You know, it must be hard. To give your childern everything they need to survive. and eveyrthing you think they deserve. and maybe a little more. Only to realize, maybe you made a mistake. Somewhere along the way, something didn't go right. What are you left with? Only self-blame?

I feel bad for my mom. For the most part, i feel as if she's raised us well. actually, I know she has. and to be honest, I think she's the best mom anyone could ever ask for, or end up with. Obviously parents are human too. thus, parents make mistakes too. but it must be hard, doing what you think is best, but it ends up not being. To have yoru own morals and dedication and hard work...all go where you didn't want them to.

For my brother J's graduation present (from college) My mom and dad were both so excited about J's gift. Especially my mom. When she told him, that he could get any car he wanted in a certain price range, he simply sat there. dissapointed at the fact they had said no sports car. (they didn't want him to kill himself, he's kind of known for his reckless driving.) He didn't even utter a thank-you, or ask about the price range.
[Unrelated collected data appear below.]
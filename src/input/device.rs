//! Live duplex audio through cpal.
//!
//! The input callback pushes microphone samples into a ring; the output
//! callback pops a block, runs it through the pipeline and writes the result
//! to the speaker.

use cpal::traits::{DeviceTrait, HostTrait, StreamTrait};
use ringbuf::traits::{Consumer, Producer, Split};
use ringbuf::HeapRb;
use tracing::{error, info};

use crate::config::PipelineConfig;
use crate::error::{Error, Result};
use crate::pipeline::PipelineDriver;

/// Microphone ring size, in buffers
const INPUT_RING_BUFFERS: usize = 8;

/// Largest block handed to the pipeline per pass, in buffers
const MAX_BLOCK_BUFFERS: usize = 4;

/// Open input and output streams.
///
/// Field order matters: the output stream owns the pipeline and is dropped
/// (and its callback stopped) before anything else.
pub struct DeviceSession {
    output: cpal::Stream,
    input: cpal::Stream,
}

impl DeviceSession {
    /// Open the default devices as mono f32 at the configured rate and
    /// buffer size and start streaming. Failure here is fatal to a live run.
    pub fn open(config: &PipelineConfig, driver: PipelineDriver) -> Result<Self> {
        let host = cpal::default_host();
        info!("Audio host: {:?}", host.id());

        let input_device = host
            .default_input_device()
            .ok_or_else(|| Error::Device("no audio input device found".into()))?;
        let output_device = host
            .default_output_device()
            .ok_or_else(|| Error::Device("no audio output device found".into()))?;
        info!(
            "Input: {}, output: {}",
            input_device.name().unwrap_or_else(|_| "<unknown>".into()),
            output_device.name().unwrap_or_else(|_| "<unknown>".into())
        );

        let stream_config = cpal::StreamConfig {
            channels: 1,
            sample_rate: cpal::SampleRate(config.sample_rate),
            buffer_size: cpal::BufferSize::Fixed(config.buffer_size as u32),
        };
        info!(
            "Stream: {} Hz mono, {} samples ({:.1} ms)",
            config.sample_rate,
            config.buffer_size,
            config.buffer_duration_ms()
        );

        let ring = HeapRb::<f32>::new(config.buffer_size * INPUT_RING_BUFFERS);
        let (mut mic_tx, mut mic_rx) = ring.split();

        let input = input_device
            .build_input_stream(
                &stream_config,
                move |data: &[f32], _: &cpal::InputCallbackInfo| {
                    // Overflow drops the newest samples
                    mic_tx.push_slice(data);
                },
                |err| error!("Input stream error: {}", err),
                None,
            )
            .map_err(|e| Error::Device(format!("failed to build input stream: {}", e)))?;

        let mut driver = driver;
        let mut scratch = vec![0.0f32; config.buffer_size * MAX_BLOCK_BUFFERS];
        let output = output_device
            .build_output_stream(
                &stream_config,
                move |data: &mut [f32], _: &cpal::OutputCallbackInfo| {
                    for out in data.chunks_mut(scratch.len()) {
                        let block = &mut scratch[..out.len()];
                        let got = mic_rx.pop_slice(block);
                        // Underrun plays silence into the channel
                        block[got..].fill(0.0);
                        driver.process(block, out);
                        for sample in out.iter_mut() {
                            *sample = sample.clamp(-1.0, 1.0);
                        }
                    }
                },
                |err| error!("Output stream error: {}", err),
                None,
            )
            .map_err(|e| Error::Device(format!("failed to build output stream: {}", e)))?;

        input
            .play()
            .map_err(|e| Error::Device(format!("failed to start input stream: {}", e)))?;
        output
            .play()
            .map_err(|e| Error::Device(format!("failed to start output stream: {}", e)))?;
        info!("Audio streams running");

        Ok(Self { output, input })
    }

    /// Stop both streams. Returns once the callbacks can no longer run, after
    /// which the pipeline state has been released.
    pub fn stop(self) {
        if let Err(e) = self.output.pause() {
            error!("Failed to pause output stream: {}", e);
        }
        if let Err(e) = self.input.pause() {
            error!("Failed to pause input stream: {}", e);
        }
        drop(self.output);
        drop(self.input);
        info!("Audio streams closed");
    }
}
My mom was really hurt. Maybe she just likes surpises as much as i do. But i think...I think that she's realizing that in alot of ways..or maybe I'm realizing in a lot of ways, that we have been pretty ungrateful. Mostly with gifts. I know i've done hte same. I mean not with a car but...the gold earings. It makes me hurt being her child, just because I hate that I haven't been more grateful. That we haven't been more grateful. She's such a beautfil woman, and she tries so hard.

For some reason whenever I think of my mom, she has a child-like quality. She's much wiser and more weathered than me, but her excitement for little things and enthusiasim, her great plans, all seem kind of naive sometimes. And it's one of my favorite things about her. And as much as i talk shit about my mom..if anyone else does, I hate it. I really can't stand it.

It's just like today. When she was getting so excited about his gift, she couldn't decide whether to tell him or not. And every time she thought about it, she got jumpy, and there was this... child- like glow about her. Even though she had accidently hinted the secret away (J's a smart kid, he is graduating from college after all)And just when she gets let down and hurt, I see a child-like pain in her. The kind of pain the person who is expeircing can't really understand what could have led to that to happen...the kind of pain that you don't know how to re-act to it. Simply put, I hate seeing her in pain. any form of it. And i hate that, alot of the time I put her in it. And today...today she was so.... so.......she had that glow about her.